Work instruction: Begin at the line below that has "async fn shutdown_signal()" and stop after the line that has "#[cfg(not(unix))]". Please restate only those lines, word for word.
** Opening The data block **
use crate::domain::ClonePolicy;
use crate::error::{ExplorerError, Result};
use crate::fetch::{cleanup, parse_github_url};
use crate::github_api;
use crate::important::{find_important_files, fit_readme};
use crate::llm;
use crate::scan::build_file_tree;
use crate::scan::reader::read_repo_bytes;
use crate::server::error::ApiError;
use crate::server::models::*;
use crate::server::AppState;
use crate::stats::{collect_repo_stats, highlight_language};
use crate::utils::{decode_text, looks_binary};
use axum::extract::rejection::JsonRejection;
use axum::extract::{Query, State};
use axum::http::StatusCode;
use axum::response::sse::{Event, KeepAlive, Sse};
use axum::Json;
use futures::stream::{self, Stream, StreamExt};
use std::convert::Infallible;
use std::path::{Path, PathBuf};
use std::sync::Arc;
use std::time::Duration;
use tokio::sync::oneshot;

type ApiResult<T> = std::result::Result<T, ApiError>;

/// Run filesystem or git work off the async executor.
async fn run_blocking<T, F>(work: F) -> Result<T>
where
    F: FnOnce() -> Result<T> + Send + 'static,
    T: Send + 'static,
{
    tokio::task::spawn_blocking(work)
        .await
        .map_err(|e| ExplorerError::Internal(format!("blocking task failed: {e}")))?
}

fn json_body<T>(payload: std::result::Result<Json<T>, JsonRejection>) -> Result<T> {
    payload.map(|Json(body)| body).map_err(|e| ExplorerError::invalid_input(e.body_text()))
}

fn required(value: Option<String>, message: &str) -> Result<String> {
    value.filter(|v| !v.trim().is_empty()).ok_or_else(|| ExplorerError::invalid_input(message))
}

/// Clone under the configured timeout.
async fn clone_with_timeout(state: &AppState, url: String, force_refresh: bool) -> Result<PathBuf> {
    let cloner = Arc::clone(&state.cloner);
    let remove_if_abandoned = cloner.clone_policy() == ClonePolicy::Fresh;
    clone_with_deadline(state.clone_timeout, remove_if_abandoned, move || {
        cloner.clone_repo(&url, force_refresh)
    })
    .await
}

/// Run `clone` on a blocking thread and give up waiting after `limit`.
///
/// git cannot be interrupted, so a clone that outlives `limit` keeps running.
/// When it finishes nobody is waiting for the checkout; with
/// `remove_if_abandoned` it is deleted then.
pub(crate) async fn clone_with_deadline<F>(
    limit: Duration,
    remove_if_abandoned: bool,
    clone: F,
) -> Result<PathBuf>
where
    F: FnOnce() -> Result<PathBuf> + Send + 'static,
{
    let (tx, mut rx) = oneshot::channel();
    tokio::task::spawn_blocking(move || {
        if let Err(Ok(path)) = tx.send(clone()) {
            if remove_if_abandoned {
                tracing::info!(path = %path.display(), "Removing checkout of timed-out clone");
                cleanup(&path);
            }
        }
    });

    match tokio::time::timeout(limit, &mut rx).await {
        Ok(Ok(result)) => result,
        Ok(Err(_)) => Err(ExplorerError::Internal("clone task ended without a result".into())),
        Err(_) => {
            // After close a late clone sees its send fail and cleans up
            // itself; a result sent before close is drained here.
            rx.close();
            if let Ok(Ok(path)) = rx.try_recv() {
                if remove_if_abandoned {
                    cleanup(&path);
                }
            }
            Err(ExplorerError::Clone {
                message: format!("timed out after {}s", limit.as_secs()),
                source: None,
            })
        }
    }
}

pub async fn health() -> Json<HealthResponse> {
    Json(HealthResponse {
        status: "ok".to_string(),
        version: env!("CARGO_PKG_VERSION").to_string(),
    })
}

pub async fn clone_repository(
    State(state): State<AppState>,
    payload: std::result::Result<Json<CloneRequest>, JsonRejection>,
) -> ApiResult<Json<CloneResponse>> {
    let request = json_body(payload)?;
    let url = required(request.repo_url, "Repository URL is required")?;
    parse_github_url(&url)?;

    let path = clone_with_timeout(&state, url, request.force_refresh).await?;
    tracing::info!(path = %path.display(), "Repository cloned");

    let tree_root = path.clone();
    match run_blocking(move || build_file_tree(&tree_root)).await {
        Ok(files) => Ok(Json(CloneResponse { repo_path: path.display().to_string(), files })),
        Err(e) => {
            cleanup(&path);
            Err(e.into())
        }
    }
}

pub async fn read_file(
    State(state): State<AppState>,
    Query(query): Query<FileQuery>,
) -> ApiResult<Json<FileResponse>> {
    let repo_path = required(query.repo_path, "Missing repoPath parameter")?;
    let file_path = required(query.file_path, "Missing filePath parameter")?;
    let workspace = Arc::clone(&state.workspace);

    let response = run_blocking(move || {
        let root = workspace.resolve_checkout(&repo_path)?;
        let bytes = read_repo_bytes(&root, &file_path)?;
        let is_binary = looks_binary(Path::new(&file_path), &bytes);
        let content = if is_binary { String::new() } else { decode_text(&bytes) };

        Ok(FileResponse {
            content,
            language: highlight_language(&file_path).to_string(),
            is_binary,
        })
    })
    .await?;

    Ok(Json(response))
}

pub async fn repo_stats(
    State(state): State<AppState>,
    Query(query): Query<RepoQuery>,
) -> ApiResult<Json<crate::domain::RepoStats>> {
    let repo_path = required(query.repo_path, "Missing repoPath parameter")?;
    let workspace = Arc::clone(&state.workspace);

    let stats = run_blocking(move || {
        let root = workspace.resolve_checkout(&repo_path)?;
        collect_repo_stats(&root)
    })
    .await?;

    Ok(Json(stats))
}

pub async fn summarize_repository(
    State(state): State<AppState>,
    payload: std::result::Result<Json<SummaryRequest>, JsonRejection>,
) -> ApiResult<Json<SummaryResponse>> {
    let request = json_body(payload)?;

    let (stats, files) = match (request.repo_url.filter(|u| !u.trim().is_empty()), request.stats) {
        (Some(url), _) => {
            parse_github_url(&url)?;
            let path = clone_with_timeout(&state, url, false).await?;
            let remove_after = state.cloner.clone_policy() == ClonePolicy::Fresh;
            let max_bytes = state.summary_max_bytes;

            run_blocking(move || {
                let gathered = collect_repo_stats(&path)
                    .map(|stats| (stats, find_important_files(&path, max_bytes)));
                if remove_after {
                    cleanup(&path);
                }
                gathered
            })
            .await?
        }
        (None, Some(stats)) => (stats, Vec::new()),
        (None, None) => {
            return Err(ExplorerError::invalid_input("Either repoUrl or stats is required").into())
        }
    };

    let mut prompt_stats = stats.clone();
    prompt_stats.readme = stats
        .readme
        .as_deref()
        .map(|readme| fit_readme(readme, &files, state.summary_max_bytes).to_string());

    let summary = llm::summarize(state.llm.as_ref(), &prompt_stats, &files).await?;
    Ok(Json(SummaryResponse {
        summary,
        stats,
        analyzed_files: files.iter().map(AnalyzedFile::from).collect(),
    }))
}

pub async fn cleanup_repository(
    State(state): State<AppState>,
    Query(query): Query<RepoQuery>,
) -> ApiResult<StatusCode> {
    let repo_path = required(query.repo_path, "Missing repoPath parameter")?;
    let workspace = Arc::clone(&state.workspace);

    run_blocking(move || match workspace.resolve_checkout(&repo_path) {
        Ok(root) => {
            cleanup(&root);
            Ok(())
        }
        Err(ExplorerError::NotFound(_)) => Ok(()),
        Err(e) => Err(e),
    })
    .await?;

    Ok(StatusCode::NO_CONTENT)
}

pub async fn remote_overview(
    State(state): State<AppState>,
    Query(query): Query<UrlQuery>,
) -> ApiResult<Json<crate::domain::RemoteOverview>> {
    let url = required(query.repo_url, "Missing repoUrl parameter")?;
    let info = parse_github_url(&url)?;
    let overview = github_api::remote_overview(state.host.as_ref(), &info).await?;
    Ok(Json(overview))
}

pub async fn chat(
    State(state): State<AppState>,
    payload: std::result::Result<Json<ChatRequest>, JsonRejection>,
) -> ApiResult<Sse<impl Stream<Item = std::result::Result<Event, Infallible>>>> {
    let request = json_body(payload)?;
    if request.messages.is_empty() {
        return Err(ExplorerError::invalid_input("Messages are required").into());
    }

    let tokens = llm::chat(
        state.llm.as_ref(),
        request.messages,
        request.file_name.as_deref(),
        request.file_content.as_deref(),
    )
    .await?;

    let events = tokens
        .map(|token| -> std::result::Result<Event, Infallible> {
            match token {
                Ok(text) => Ok(Event::default().data(text)),
                Err(e) => {
                    tracing::warn!(error = %e, "Chat stream failed");
                    Ok(Event::default().event("error").data(e.to_string()))
                }
            }
        })
        .chain(stream::once(async { Ok(Event::default().event("done").data("[DONE]")) }));

    Ok(Sse::new(events).keep_alive(KeepAlive::default()))
}
//! HTTP JSON surface over the explorer operations.

use crate::domain::Config;
use crate::fetch::{RepoCloner, Workspace};
use crate::github_api::{GitHubClient, RepoHost};
use crate::llm::{CompletionProvider, OpenAiProvider};
use anyhow::{Context, Result};
use axum::routing::{delete, get, post};
use axum::Router;
use std::sync::Arc;
use std::time::Duration;
use tokio::net::TcpListener;
use tokio::signal;
use tower_http::cors::CorsLayer;
use tower_http::trace::TraceLayer;

pub mod error;
pub mod handlers;
pub mod models;

/// Shared, read-only handler dependencies.
#[derive(Clone)]
pub struct AppState {
    pub cloner: Arc<RepoCloner>,
    pub workspace: Arc<Workspace>,
    pub llm: Arc<dyn CompletionProvider>,
    pub host: Arc<dyn RepoHost>,
    pub clone_timeout: Duration,
    pub summary_max_bytes: usize,
}

impl AppState {
    pub fn from_config(config: &Config) -> Self {
        Self {
            cloner: Arc::new(RepoCloner::from_config(config)),
            workspace: Arc::new(Workspace::new(config.scratch_root.clone())),
            llm: Arc::new(OpenAiProvider::from_config(config)),
            host: Arc::new(GitHubClient::from_config(config)),
            clone_timeout: Duration::from_secs(config.clone_timeout_secs),
            summary_max_bytes: config.summary_max_bytes,
        }
    }
}

pub fn create_router(state: AppState) -> Router {
    Router::new()
        .route("/health", get(handlers::health))
        .route("/api/repo/clone", post(handlers::clone_repository))
        .route("/api/repo/file", get(handlers::read_file))
        .route("/api/repo/stats", get(handlers::repo_stats))
        .route("/api/repo/summary", post(handlers::summarize_repository))
        .route("/api/repo/overview", get(handlers::remote_overview))
        .route("/api/repo", delete(handlers::cleanup_repository))
        .route("/api/chat", post(handlers::chat))
        .layer(TraceLayer::new_for_http())
        .layer(CorsLayer::permissive())
        .with_state(state)
}

/// Bind `config.bind` and serve until Ctrl+C or SIGTERM.
pub async fn serve(config: &Config) -> Result<()> {
    std::fs::create_dir_all(&config.scratch_root).with_context(|| {
        format!("Failed to create scratch root {}", config.scratch_root.display())
    })?;

    let app = create_router(AppState::from_config(config));
    let listener = TcpListener::bind(&config.bind)
        .await
        .with_context(|| format!("Failed to bind {}", config.bind))?;

    tracing::info!(
        addr = %listener.local_addr().map(|a| a.to_string()).unwrap_or_else(|_| config.bind.clone()),
        scratch_root = %config.scratch_root.display(),
        "Server listening"
    );

    axum::serve(listener, app)
        .with_graceful_shutdown(shutdown_signal())
        .await
        .context("Server error")?;

    tracing::info!("Server shutdown complete");
    Ok(())
}

async fn shutdown_signal() {
    let ctrl_c = async {
        if let Err(e) = signal::ctrl_c().await {
            tracing::error!("Failed to install Ctrl+C handler: {}", e);
        }
    };

    #[cfg(unix)]
    let terminate = async {
        match signal::unix::signal(signal::unix::SignalKind::terminate()) {
            Ok(mut stream) => {
                stream.recv().await;
            }
            Err(e) => tracing::error!("Failed to install SIGTERM handler: {}", e),
        }
    };

    #[cfg(not(unix))]
    let terminate = std::future::pending::<()>();

    tokio::select! {
        _ = ctrl_c => tracing::info!("Received Ctrl+C, shutting down"),
        _ = terminate => tracing::info!("Received SIGTERM, shutting down"),
    }
}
** Closing The data block **
Finished task:
async fn shutdown_signal() {
    let ctrl_c = async {
        if let Err(e) = signal::ctrl_c().await {
            tracing::error!("Failed to install Ctrl+C handler: {}", e);
        }
    };

    #[cfg(unix)]
    let terminate = async {
        match signal::unix::signal(signal::unix::SignalKind::terminate()) {
            Ok(mut stream) => {
                stream.recv().await;
            }
            Err(e) => tracing::error!("Failed to install SIGTERM handler: {}", e),
        }
    };

    #[cfg(not(unix))]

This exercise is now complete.